*Work item*
If a line in the records contains the word "trimming", count it; state the resulting number and nothing more.

(Collected data)
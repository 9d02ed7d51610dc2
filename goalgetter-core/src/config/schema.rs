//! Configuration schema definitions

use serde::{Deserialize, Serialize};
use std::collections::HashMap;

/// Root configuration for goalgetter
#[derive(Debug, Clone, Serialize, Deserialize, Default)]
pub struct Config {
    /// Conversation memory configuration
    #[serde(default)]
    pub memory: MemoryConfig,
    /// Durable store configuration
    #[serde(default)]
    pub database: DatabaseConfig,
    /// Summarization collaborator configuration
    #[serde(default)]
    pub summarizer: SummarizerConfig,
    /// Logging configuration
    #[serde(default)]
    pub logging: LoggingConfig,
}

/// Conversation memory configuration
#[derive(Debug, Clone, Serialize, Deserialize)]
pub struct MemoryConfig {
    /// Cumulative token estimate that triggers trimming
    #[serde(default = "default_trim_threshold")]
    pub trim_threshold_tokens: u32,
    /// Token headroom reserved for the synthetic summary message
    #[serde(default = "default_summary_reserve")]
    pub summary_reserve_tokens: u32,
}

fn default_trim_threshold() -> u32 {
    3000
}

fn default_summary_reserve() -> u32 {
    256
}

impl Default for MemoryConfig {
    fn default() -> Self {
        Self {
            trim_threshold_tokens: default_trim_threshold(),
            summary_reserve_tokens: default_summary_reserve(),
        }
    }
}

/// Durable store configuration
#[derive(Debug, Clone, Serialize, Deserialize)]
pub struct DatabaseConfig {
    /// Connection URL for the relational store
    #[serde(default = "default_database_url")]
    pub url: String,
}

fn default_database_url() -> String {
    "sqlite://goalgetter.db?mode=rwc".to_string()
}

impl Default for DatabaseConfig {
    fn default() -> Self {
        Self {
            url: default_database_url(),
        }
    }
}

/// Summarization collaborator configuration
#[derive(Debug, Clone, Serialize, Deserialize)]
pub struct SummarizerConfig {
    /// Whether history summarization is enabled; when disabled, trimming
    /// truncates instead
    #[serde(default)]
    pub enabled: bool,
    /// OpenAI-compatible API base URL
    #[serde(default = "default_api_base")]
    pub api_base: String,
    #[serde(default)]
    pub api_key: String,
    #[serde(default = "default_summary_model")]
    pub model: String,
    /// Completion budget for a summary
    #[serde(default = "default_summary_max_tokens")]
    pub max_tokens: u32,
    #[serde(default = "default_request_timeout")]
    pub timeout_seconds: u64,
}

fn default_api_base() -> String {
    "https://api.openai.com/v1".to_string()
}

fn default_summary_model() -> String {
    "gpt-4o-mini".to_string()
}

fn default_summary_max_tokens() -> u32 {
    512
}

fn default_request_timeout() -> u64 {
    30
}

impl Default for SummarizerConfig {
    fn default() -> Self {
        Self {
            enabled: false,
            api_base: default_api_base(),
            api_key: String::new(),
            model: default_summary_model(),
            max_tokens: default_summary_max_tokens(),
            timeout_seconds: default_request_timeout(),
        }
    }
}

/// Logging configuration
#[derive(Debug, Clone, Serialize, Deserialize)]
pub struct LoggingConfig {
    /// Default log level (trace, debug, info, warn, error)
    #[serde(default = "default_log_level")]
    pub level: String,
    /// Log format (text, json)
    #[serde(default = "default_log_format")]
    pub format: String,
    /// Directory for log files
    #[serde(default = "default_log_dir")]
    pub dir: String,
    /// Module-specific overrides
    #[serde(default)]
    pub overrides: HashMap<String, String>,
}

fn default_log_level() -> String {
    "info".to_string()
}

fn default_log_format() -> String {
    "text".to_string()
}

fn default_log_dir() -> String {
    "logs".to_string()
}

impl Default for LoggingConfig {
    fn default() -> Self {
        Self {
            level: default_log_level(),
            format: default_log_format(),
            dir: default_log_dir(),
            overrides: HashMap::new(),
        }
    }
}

*Answer box*
2